EXERCISE GOAL: Below are the records; locate each line with the word "Throw" and copy it.

THE INPUT:
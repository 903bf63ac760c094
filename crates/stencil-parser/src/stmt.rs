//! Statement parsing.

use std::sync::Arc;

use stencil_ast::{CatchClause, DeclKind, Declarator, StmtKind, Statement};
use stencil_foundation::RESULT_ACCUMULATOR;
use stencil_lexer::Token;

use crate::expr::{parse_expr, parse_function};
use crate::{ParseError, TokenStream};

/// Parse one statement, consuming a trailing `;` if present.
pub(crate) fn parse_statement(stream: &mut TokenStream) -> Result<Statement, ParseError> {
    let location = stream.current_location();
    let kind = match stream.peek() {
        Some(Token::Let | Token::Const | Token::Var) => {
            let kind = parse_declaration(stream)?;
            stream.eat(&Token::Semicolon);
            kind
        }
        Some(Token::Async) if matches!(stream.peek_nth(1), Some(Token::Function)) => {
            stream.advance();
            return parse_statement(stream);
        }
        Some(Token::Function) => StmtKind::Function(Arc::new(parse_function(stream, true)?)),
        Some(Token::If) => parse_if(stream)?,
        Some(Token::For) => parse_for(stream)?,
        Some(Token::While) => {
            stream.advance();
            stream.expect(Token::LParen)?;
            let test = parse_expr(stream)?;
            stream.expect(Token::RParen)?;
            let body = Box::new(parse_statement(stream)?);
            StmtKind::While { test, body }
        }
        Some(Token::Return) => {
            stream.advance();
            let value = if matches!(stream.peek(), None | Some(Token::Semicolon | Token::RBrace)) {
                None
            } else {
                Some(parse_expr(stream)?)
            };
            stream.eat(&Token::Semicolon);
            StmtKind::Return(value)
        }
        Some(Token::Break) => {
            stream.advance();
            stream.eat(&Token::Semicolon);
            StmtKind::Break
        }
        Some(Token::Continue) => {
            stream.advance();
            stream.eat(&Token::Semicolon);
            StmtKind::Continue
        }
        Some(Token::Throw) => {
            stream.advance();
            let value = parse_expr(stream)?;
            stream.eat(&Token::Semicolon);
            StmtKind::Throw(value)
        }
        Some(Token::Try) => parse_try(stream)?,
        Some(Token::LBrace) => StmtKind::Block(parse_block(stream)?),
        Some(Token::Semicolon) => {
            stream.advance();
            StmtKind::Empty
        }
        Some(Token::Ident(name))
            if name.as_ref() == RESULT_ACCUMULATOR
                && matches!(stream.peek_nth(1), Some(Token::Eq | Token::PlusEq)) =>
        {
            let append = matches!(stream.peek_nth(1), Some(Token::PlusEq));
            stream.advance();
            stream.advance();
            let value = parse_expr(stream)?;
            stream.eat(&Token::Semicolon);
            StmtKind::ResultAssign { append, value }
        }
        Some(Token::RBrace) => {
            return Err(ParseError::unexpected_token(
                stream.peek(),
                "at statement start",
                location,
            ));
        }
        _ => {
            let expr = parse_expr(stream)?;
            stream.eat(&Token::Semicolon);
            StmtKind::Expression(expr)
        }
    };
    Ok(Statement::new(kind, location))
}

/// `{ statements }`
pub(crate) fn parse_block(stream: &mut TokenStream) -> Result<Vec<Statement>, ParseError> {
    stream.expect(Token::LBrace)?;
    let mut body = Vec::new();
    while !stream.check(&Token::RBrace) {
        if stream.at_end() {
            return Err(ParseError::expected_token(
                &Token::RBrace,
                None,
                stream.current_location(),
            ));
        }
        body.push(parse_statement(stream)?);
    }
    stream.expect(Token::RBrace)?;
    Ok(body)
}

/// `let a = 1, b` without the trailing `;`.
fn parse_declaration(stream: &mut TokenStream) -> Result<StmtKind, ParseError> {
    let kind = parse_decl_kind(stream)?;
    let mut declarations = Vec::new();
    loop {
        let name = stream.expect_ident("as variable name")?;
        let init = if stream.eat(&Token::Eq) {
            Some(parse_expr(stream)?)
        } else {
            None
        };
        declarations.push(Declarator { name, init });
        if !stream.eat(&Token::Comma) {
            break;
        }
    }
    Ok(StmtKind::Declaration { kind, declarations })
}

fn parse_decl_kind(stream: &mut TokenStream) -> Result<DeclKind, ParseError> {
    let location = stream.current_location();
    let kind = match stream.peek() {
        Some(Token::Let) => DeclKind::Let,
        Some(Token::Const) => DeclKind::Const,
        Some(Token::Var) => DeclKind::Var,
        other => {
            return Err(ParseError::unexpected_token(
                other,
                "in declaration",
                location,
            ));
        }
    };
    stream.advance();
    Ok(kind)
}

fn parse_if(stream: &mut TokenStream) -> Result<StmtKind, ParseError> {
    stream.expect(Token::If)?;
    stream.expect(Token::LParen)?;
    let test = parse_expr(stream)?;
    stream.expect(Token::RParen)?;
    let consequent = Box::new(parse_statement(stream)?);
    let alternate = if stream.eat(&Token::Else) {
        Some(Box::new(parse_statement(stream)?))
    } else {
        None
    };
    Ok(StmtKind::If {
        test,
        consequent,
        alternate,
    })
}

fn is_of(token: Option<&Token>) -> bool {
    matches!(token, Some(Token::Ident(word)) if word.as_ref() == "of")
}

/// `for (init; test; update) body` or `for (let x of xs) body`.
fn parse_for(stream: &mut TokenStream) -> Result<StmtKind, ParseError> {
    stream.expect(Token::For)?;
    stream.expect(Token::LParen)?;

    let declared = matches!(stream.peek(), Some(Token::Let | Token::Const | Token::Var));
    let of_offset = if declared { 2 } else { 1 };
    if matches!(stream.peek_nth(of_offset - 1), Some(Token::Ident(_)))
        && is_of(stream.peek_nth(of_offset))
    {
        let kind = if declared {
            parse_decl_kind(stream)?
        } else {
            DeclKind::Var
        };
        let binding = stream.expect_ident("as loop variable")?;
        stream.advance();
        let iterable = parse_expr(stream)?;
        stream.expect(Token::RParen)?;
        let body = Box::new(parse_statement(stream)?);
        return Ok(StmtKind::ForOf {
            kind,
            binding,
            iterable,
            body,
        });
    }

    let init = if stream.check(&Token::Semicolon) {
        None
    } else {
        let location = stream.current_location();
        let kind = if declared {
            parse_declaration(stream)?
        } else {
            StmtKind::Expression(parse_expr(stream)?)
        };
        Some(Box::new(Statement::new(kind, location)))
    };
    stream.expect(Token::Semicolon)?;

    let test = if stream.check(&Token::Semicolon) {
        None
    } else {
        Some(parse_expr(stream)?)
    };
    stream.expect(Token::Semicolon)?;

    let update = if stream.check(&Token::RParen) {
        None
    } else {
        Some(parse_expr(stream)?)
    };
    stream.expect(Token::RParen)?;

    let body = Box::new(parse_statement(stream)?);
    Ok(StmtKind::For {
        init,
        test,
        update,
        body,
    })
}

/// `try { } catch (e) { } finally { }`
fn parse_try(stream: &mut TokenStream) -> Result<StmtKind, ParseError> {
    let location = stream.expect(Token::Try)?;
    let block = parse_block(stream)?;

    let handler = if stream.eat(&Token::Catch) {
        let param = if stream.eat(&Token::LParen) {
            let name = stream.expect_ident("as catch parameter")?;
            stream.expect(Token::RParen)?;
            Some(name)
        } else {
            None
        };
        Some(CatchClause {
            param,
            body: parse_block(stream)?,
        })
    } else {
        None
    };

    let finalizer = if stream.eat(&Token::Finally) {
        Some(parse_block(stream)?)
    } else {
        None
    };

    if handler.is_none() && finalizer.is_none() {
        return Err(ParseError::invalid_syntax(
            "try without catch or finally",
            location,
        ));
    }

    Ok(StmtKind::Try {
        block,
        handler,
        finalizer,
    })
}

RESPONSE AREA:
        Some(Token::Throw) => {
            StmtKind::Throw(value)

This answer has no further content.